─── Data provided ───

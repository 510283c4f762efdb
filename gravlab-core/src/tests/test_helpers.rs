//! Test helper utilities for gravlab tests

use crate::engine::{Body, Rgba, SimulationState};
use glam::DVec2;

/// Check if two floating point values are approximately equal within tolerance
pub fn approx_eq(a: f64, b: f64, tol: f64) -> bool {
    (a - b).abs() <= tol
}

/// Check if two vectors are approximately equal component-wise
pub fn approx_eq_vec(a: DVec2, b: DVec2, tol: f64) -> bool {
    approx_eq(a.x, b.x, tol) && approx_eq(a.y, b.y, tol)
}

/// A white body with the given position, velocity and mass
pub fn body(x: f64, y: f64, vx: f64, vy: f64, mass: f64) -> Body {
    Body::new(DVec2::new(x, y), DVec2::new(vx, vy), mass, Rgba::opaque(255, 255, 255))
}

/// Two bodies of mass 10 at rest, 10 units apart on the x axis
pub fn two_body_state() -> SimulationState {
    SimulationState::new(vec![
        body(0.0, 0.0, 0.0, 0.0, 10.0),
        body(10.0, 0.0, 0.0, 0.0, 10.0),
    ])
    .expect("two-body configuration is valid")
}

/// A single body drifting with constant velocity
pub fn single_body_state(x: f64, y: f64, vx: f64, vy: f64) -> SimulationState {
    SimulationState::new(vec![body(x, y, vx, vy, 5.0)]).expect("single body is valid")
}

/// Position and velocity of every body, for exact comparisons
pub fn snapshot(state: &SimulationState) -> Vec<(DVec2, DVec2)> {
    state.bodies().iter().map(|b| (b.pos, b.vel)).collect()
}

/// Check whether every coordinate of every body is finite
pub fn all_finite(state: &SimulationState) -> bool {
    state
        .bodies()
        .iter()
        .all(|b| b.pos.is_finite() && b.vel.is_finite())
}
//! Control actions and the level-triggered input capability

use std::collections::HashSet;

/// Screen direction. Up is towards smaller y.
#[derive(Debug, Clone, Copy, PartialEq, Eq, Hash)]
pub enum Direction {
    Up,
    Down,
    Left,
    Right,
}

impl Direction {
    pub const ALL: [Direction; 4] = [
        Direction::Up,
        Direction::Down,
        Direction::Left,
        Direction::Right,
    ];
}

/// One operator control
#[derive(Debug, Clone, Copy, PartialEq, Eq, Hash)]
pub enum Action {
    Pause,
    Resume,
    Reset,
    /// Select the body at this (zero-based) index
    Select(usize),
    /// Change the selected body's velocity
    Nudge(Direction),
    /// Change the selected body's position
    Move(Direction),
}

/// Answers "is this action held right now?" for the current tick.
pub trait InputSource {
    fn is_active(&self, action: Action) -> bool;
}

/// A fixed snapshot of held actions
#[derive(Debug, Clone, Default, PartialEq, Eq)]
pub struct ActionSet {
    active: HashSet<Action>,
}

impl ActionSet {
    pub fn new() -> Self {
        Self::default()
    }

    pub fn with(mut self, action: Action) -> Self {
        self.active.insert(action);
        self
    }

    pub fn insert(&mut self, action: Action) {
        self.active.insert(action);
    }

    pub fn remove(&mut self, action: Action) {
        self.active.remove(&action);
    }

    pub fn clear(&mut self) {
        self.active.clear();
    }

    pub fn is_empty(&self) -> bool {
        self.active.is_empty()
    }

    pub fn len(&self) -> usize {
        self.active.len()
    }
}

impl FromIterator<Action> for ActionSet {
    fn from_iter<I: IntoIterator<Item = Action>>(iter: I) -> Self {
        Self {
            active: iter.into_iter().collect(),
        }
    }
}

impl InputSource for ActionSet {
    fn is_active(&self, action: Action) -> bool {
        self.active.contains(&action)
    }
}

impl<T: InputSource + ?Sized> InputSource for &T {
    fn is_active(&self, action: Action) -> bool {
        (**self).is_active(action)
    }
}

───

:: Exercise instructions ::
Pick each line holding the word "every" out of the data and copy it.

:: Result ::
/// Position and velocity of every body, for exact comparisons
/// Check whether every coordinate of every body is finite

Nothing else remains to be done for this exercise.